When the sun had reached a calm gray zenith in the sky she pulled her combat boots on and went into the yard with a trowel in hand. She sat in the circle of birds and drew her knees up to her chest and watched her breath in the air. They looked hopeful, like they had opened themselves up to something big and inevitable before freezing that way forever, never able to close their wings around anything. Their eyes were closed.
Becca knew that someone was probably responsible for this. Maybe an old lover had noticed she had moved back into her parent’s house and was trying to scare her or even excite her. They had all eventually revealed themselves to be crazy enough to think that way. But was that it? She thought she could remember hearing about something like this. Some kind of disease effecting whole species of birds here or somewhere else in the world. But she couldn’t remember if that had just been in a movie or on the news and the fact that she could not remember this made her feel very alone. The perfection of the ritual seemed inhuman, something old and quiet and scary.
For the last week her father had been disposing of the birds in some undisclosed manner. But today Becca stabbed her trowel into the cold ground and dug until her hand was numb. Each bird got it’s own tiny grave, just below the place it had come to rest. She had bits of dirt and blood under her chipped black nail polish as she lay each one into the shallow ground.
The first bird made her think of how long it had been since anyone kissed the nape of her neck. Two years she thought.
The second bird made her think of her driver’s license photo.
The third bird made her think of the scar that started at her ankle and ran all the way up inside her thigh.
The fourth bird made her think of the blackboard in her highschool chemistry class, the way it always looked so dirty, and the way her arm would raise at every question, trying to reach higher than the other students. The look on her teacher’s face when he called her name stayed with Becca.

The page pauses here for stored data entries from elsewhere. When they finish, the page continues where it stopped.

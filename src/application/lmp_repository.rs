// Repository trait for LMP data access
use crate::domain::filter::LmpFilter;
use crate::domain::lmp::LmpRangeResponse;
use async_trait::async_trait;

#[async_trait]
pub trait LmpRepository: Send + Sync {
    /// Zone price history and constraint rows for the filtered window.
    /// An empty response means no rows matched; `Err` is a transport failure.
    async fn query_range(&self, filter: &LmpFilter) -> anyhow::Result<LmpRangeResponse>;
}
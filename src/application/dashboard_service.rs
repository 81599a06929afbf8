// Dashboard service - single task owning the playback controller
use crate::application::lmp_repository::LmpRepository;
use crate::application::playback::{
    PlaybackController, PlaybackSettings, RequestToken, TickScheduler, TimerId,
};
use crate::application::render_sync::{RenderFrame, RenderSync};
use crate::domain::error::{DashboardError, Result};
use crate::domain::filter::LmpFilter;
use crate::domain::lmp::{LmpRangeResponse, PriceType, ZoneId};
use std::sync::Arc;
use tokio::sync::{broadcast, mpsc, oneshot};

const REQUEST_BUFFER: usize = 64;
const FRAME_BUFFER: usize = 100;

pub type TickSender = mpsc::UnboundedSender<TimerId>;

#[derive(Debug, Clone)]
pub enum Operation {
    LoadData(LmpFilter),
    Play,
    Pause,
    Seek(usize),
    SetSpeed(u64),
    SetPriceType(PriceType),
    SetReferenceZone(Option<ZoneId>),
    ShowAverage,
    Snapshot,
}

struct Request {
    op: Operation,
    reply: oneshot::Sender<Result<RenderFrame>>,
}

/// Cheap, cloneable front door to the dashboard task.
#[derive(Clone)]
pub struct DashboardHandle {
    requests: mpsc::Sender<Request>,
    frames: broadcast::Sender<RenderFrame>,
}

impl DashboardHandle {
    pub async fn execute(&self, op: Operation) -> Result<RenderFrame> {
        let (reply, rx) = oneshot::channel();
        self.requests
            .send(Request { op, reply })
            .await
            .map_err(|_| DashboardError::ServiceUnavailable)?;
        rx.await.map_err(|_| DashboardError::ServiceUnavailable)?
    }

    pub async fn load_data(&self, filter: LmpFilter) -> Result<RenderFrame> {
        self.execute(Operation::LoadData(filter)).await
    }

    pub async fn snapshot(&self) -> Result<RenderFrame> {
        self.execute(Operation::Snapshot).await
    }

    /// Every frame published after this call.
    pub fn subscribe(&self) -> broadcast::Receiver<RenderFrame> {
        self.frames.subscribe()
    }
}

pub struct DashboardService<S: TickScheduler> {
    repository: Arc<dyn LmpRepository>,
    controller: PlaybackController<S>,
    frames: broadcast::Sender<RenderFrame>,
    loads: mpsc::UnboundedSender<(RequestToken, anyhow::Result<LmpRangeResponse>)>,
}

impl<S: TickScheduler + 'static> DashboardService<S> {
    /// Spawn the dashboard task. `scheduler` receives the sender its timers tick into.
    pub fn spawn<F>(
        repository: Arc<dyn LmpRepository>,
        scheduler: F,
        render: RenderSync,
        settings: PlaybackSettings,
    ) -> DashboardHandle
    where
        F: FnOnce(TickSender) -> S,
    {
        let (request_tx, request_rx) = mpsc::channel(REQUEST_BUFFER);
        let (tick_tx, tick_rx) = mpsc::unbounded_channel();
        let (load_tx, load_rx) = mpsc::unbounded_channel();
        let (frames, _) = broadcast::channel(FRAME_BUFFER);

        let service = Self {
            repository,
            controller: PlaybackController::new(scheduler(tick_tx), render, settings),
            frames: frames.clone(),
            loads: load_tx,
        };
        tokio::spawn(service.run(request_rx, tick_rx, load_rx));

        DashboardHandle {
            requests: request_tx,
            frames,
        }
    }

    async fn run(
        mut self,
        mut requests: mpsc::Receiver<Request>,
        mut ticks: mpsc::UnboundedReceiver<TimerId>,
        mut loads: mpsc::UnboundedReceiver<(RequestToken, anyhow::Result<LmpRangeResponse>)>,
    ) {
        tracing::info!("Dashboard service started");
        loop {
            tokio::select! {
                request = requests.recv() => {
                    let Some(Request { op, reply }) = request else { break };
                    let result = self.apply(op);
                    let _ = reply.send(result);
                }
                Some(timer) = ticks.recv() => {
                    if self.controller.on_tick(timer) {
                        self.broadcast();
                    }
                }
                Some((token, result)) = loads.recv() => {
                    if self.controller.complete_load(token, result) {
                        self.broadcast();
                    }
                }
            }
        }
        tracing::info!("Dashboard service stopped");
    }

    fn broadcast(&self) {
        // No subscribers is fine
        let _ = self.frames.send(self.controller.frame().clone());
    }

    fn apply(&mut self, op: Operation) -> Result<RenderFrame> {
        tracing::debug!("Applying {:?}", op);
        match op {
            Operation::LoadData(filter) => {
                let token = self.controller.begin_load(&filter)?;
                let repository = self.repository.clone();
                let loads = self.loads.clone();
                tokio::spawn(async move {
                    let result = repository.query_range(&filter).await;
                    let _ = loads.send((token, result));
                });
            }
            Operation::Play => self.controller.play(),
            Operation::Pause => self.controller.pause(),
            Operation::Seek(index) => self.controller.seek(index),
            Operation::SetSpeed(value) => self.controller.set_speed(value),
            Operation::SetPriceType(price_type) => self.controller.set_price_type(price_type),
            Operation::SetReferenceZone(zone) => self.controller.set_reference_zone(zone)?,
            Operation::ShowAverage => self.controller.show_average(),
            Operation::Snapshot => return Ok(self.controller.frame().clone()),
        }
        self.broadcast();
        Ok(self.controller.frame().clone())
    }
}
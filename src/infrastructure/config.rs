use crate::application::playback::{PlaybackSettings, SpeedCurve};
use crate::domain::filter::LmpFilter;
use serde::Deserialize;
use std::collections::BTreeSet;
use std::time::Duration;

#[derive(Debug, Deserialize, Clone)]
pub struct DashboardConfig {
    #[serde(default)]
    pub server: ServerSettings,
    pub backend: BackendSettings,
    #[serde(default)]
    pub playback: PlaybackConfig,
    #[serde(default)]
    pub display: DisplayConfig,
    #[serde(default)]
    pub default_filter: Option<LmpFilter>,
}

#[derive(Debug, Deserialize, Clone)]
pub struct ServerSettings {
    pub bind: String,
}

impl Default for ServerSettings {
    fn default() -> Self {
        Self {
            bind: "0.0.0.0:8080".to_string(),
        }
    }
}

#[derive(Debug, Deserialize, Clone)]
pub struct BackendSettings {
    pub base_url: String,
    #[serde(default = "default_timeout_secs")]
    pub timeout_secs: u64,
}

fn default_timeout_secs() -> u64 {
    30
}

#[derive(Debug, Deserialize, Clone)]
#[serde(default)]
pub struct PlaybackConfig {
    pub default_interval_ms: u64,
    pub speed_offset_ms: u64,
    pub min_speed: u64,
    pub max_speed: u64,
}

impl Default for PlaybackConfig {
    fn default() -> Self {
        Self {
            default_interval_ms: 1000,
            speed_offset_ms: 3100,
            min_speed: 100,
            max_speed: 3000,
        }
    }
}

#[derive(Debug, Deserialize, Clone)]
#[serde(default)]
pub struct DisplayConfig {
    pub network_zone: String,
    pub zones: Vec<String>,
}

impl Default for DisplayConfig {
    fn default() -> Self {
        Self {
            network_zone: "PJM".to_string(),
            zones: Vec::new(),
        }
    }
}

impl DashboardConfig {
    pub fn playback_settings(&self) -> anyhow::Result<PlaybackSettings> {
        let p = &self.playback;
        if p.min_speed > p.max_speed || p.max_speed >= p.speed_offset_ms {
            anyhow::bail!(
                "playback speed range {}..={} must sit below speed_offset_ms {}",
                p.min_speed,
                p.max_speed,
                p.speed_offset_ms
            );
        }

        Ok(PlaybackSettings {
            default_interval: Duration::from_millis(p.default_interval_ms.max(1)),
            speed: SpeedCurve {
                offset_ms: p.speed_offset_ms,
                min_control: p.min_speed,
                max_control: p.max_speed,
            },
            network_zone: self.display.network_zone.clone(),
            zones: self.display.zones.iter().cloned().collect::<BTreeSet<_>>(),
        })
    }
}

/// Reads `config/dashboard.*`, overridden by `DASHBOARD__SECTION__KEY` variables.
pub fn load_dashboard_config() -> anyhow::Result<DashboardConfig> {
    let settings = config::Config::builder()
        .add_source(config::File::with_name("config/dashboard"))
        .add_source(config::Environment::with_prefix("DASHBOARD").separator("__"))
        .build()?;

    Ok(settings.try_deserialize()?)
}

#[cfg(test)]
mod tests {
    use super::*;

    fn parse(toml: &str) -> DashboardConfig {
        config::Config::builder()
            .add_source(config::File::from_str(toml, config::FileFormat::Toml))
            .build()
            .unwrap()
            .try_deserialize()
            .unwrap()
    }

    #[test]
    fn test_defaults_fill_missing_sections() {
        let cfg = parse(
            r#"
            [backend]
            base_url = "http://localhost:8000"
            "#,
        );
        assert_eq!(cfg.server.bind, "0.0.0.0:8080");
        assert_eq!(cfg.backend.timeout_secs, 30);
        assert!(cfg.default_filter.is_none());

        let settings = cfg.playback_settings().unwrap();
        assert_eq!(settings.default_interval, Duration::from_millis(1000));
        assert_eq!(settings.speed.interval_for(3000), Duration::from_millis(100));
        assert_eq!(settings.network_zone, "PJM");
    }

    #[test]
    fn test_zones_and_filter() {
        let cfg = parse(
            r#"
            [backend]
            base_url = "http://localhost:8000"

            [display]
            network_zone = "RTO"
            zones = ["DOM", "AEP", "PECO"]

            [default_filter]
            start_day = "2025-07-13"
            end_day = "2025-07-19"
            days_of_week = [2, 3, 4, 5, 6]
            start_hour = 15
            end_hour = 20
            "#,
        );
        let settings = cfg.playback_settings().unwrap();
        let zones: Vec<_> = settings.zones.iter().map(String::as_str).collect();
        assert_eq!(zones, vec!["AEP", "DOM", "PECO"]);
        assert_eq!(cfg.default_filter.unwrap().estimated_hours(), 25);
    }

    #[test]
    fn test_rejects_inverted_speed_range() {
        let mut cfg = parse(
            r#"
            [backend]
            base_url = "http://localhost:8000"
            "#,
        );
        cfg.playback.max_speed = 4000;
        assert!(cfg.playback_settings().is_err());
    }
}
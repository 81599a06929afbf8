// Tokio-backed playback timers
use crate::application::dashboard_service::TickSender;
use crate::application::playback::{TickScheduler, TimerHandle, TimerId};
use std::time::Duration;
use tokio::time::{Instant, MissedTickBehavior};

/// Each timer is its own interval task; cancelling the handle aborts it.
#[derive(Debug, Clone)]
pub struct TokioTickScheduler {
    ticks: TickSender,
}

impl TokioTickScheduler {
    pub fn new(ticks: TickSender) -> Self {
        Self { ticks }
    }
}

impl TickScheduler for TokioTickScheduler {
    fn start(&self, timer: TimerId, every: Duration) -> TimerHandle {
        let ticks = self.ticks.clone();
        let task = tokio::spawn(async move {
            // First tick one full period after start, never immediately
            let mut interval = tokio::time::interval_at(Instant::now() + every, every);
            interval.set_missed_tick_behavior(MissedTickBehavior::Delay);
            loop {
                interval.tick().await;
                if ticks.send(timer).is_err() {
                    break;
                }
            }
        });
        TimerHandle::new(timer, Some(task.abort_handle()))
    }
}
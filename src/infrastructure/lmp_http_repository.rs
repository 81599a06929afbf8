// HTTP repository for the LMP query backend
use crate::application::lmp_repository::LmpRepository;
use crate::domain::filter::LmpFilter;
use crate::domain::lmp::LmpRangeResponse;
use anyhow::{Context, Result};
use async_trait::async_trait;
use reqwest::StatusCode;
use std::time::Duration;

#[derive(Debug, Clone)]
pub struct LmpHttpRepository {
    base_url: String,
    client: reqwest::Client,
}

impl LmpHttpRepository {
    pub fn new(base_url: String, timeout: Duration) -> Result<Self> {
        let client = reqwest::Client::builder()
            .timeout(timeout)
            .build()
            .context("Failed to build HTTP client")?;

        Ok(Self {
            base_url: base_url.trim_end_matches('/').to_string(),
            client,
        })
    }

    fn range_url(&self) -> String {
        format!("{}/api/lmp/range", self.base_url)
    }
}

#[async_trait]
impl LmpRepository for LmpHttpRepository {
    async fn query_range(&self, filter: &LmpFilter) -> Result<LmpRangeResponse> {
        let url = self.range_url();
        tracing::debug!("POST {} {:?}", url, filter);

        let response = self
            .client
            .post(&url)
            .header("Accept", "application/json")
            .json(filter)
            .send()
            .await
            .context("Failed to send request to LMP backend")?;

        // The backend answers 404 when no rows match the filter
        if response.status() == StatusCode::NOT_FOUND {
            tracing::debug!("LMP backend found no rows for filter");
            return Ok(LmpRangeResponse::default());
        }

        if !response.status().is_success() {
            let status = response.status();
            let body = response.text().await.unwrap_or_default();
            anyhow::bail!("LMP query failed with status {}: {}", status, body);
        }

        let data = response
            .json::<LmpRangeResponse>()
            .await
            .context("Failed to parse LMP backend response")?;

        tracing::debug!(
            "LMP backend returned {} zones and {} constraint rows",
            data.zones.len(),
            data.constraints.len()
        );
        Ok(data)
    }
}

#[cfg(test)]
mod tests {
    use super::*;

    #[test]
    fn test_range_url_trims_trailing_slash() {
        let repo =
            LmpHttpRepository::new("http://lmp.local:8000/".to_string(), Duration::from_secs(5))
                .unwrap();
        assert_eq!(repo.range_url(), "http://lmp.local:8000/api/lmp/range");
    }
}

The fifth bird made her think of how many days she had spent entirely in bed wrapped around someone else. She guessed ten. She felt warm for a moment but then it passed.
The sixth bird made her think of letters from her brother overseas, pictures of him holding a machine gun and pictures of him in uniform at a dance. She had stolen one of the pictures, spent a long time looking at the girl in her brother’s arms, and then scrawled “YOU’RE FUCKING A SOLDIER” on the back of it. At first it made her laugh but then she started looking at it compulsively everyday and she wasn’t sure why.
The seventh bird didn’t make her think of anything.
When Becca was done she sat once again in the circle of birds, now nothing more than tiny piles of earth. Her nose was running and her hands ached. She felt a growing sense of panic. What if this kept going? What if tomorrow she woke up to find eight birds? What if she woke up one morning to find enough to circle around the entire house? But what if she woke up tomorrow to find nothing? The thought terrified her: an empty lawn, an empty house, an empty room. No more birds.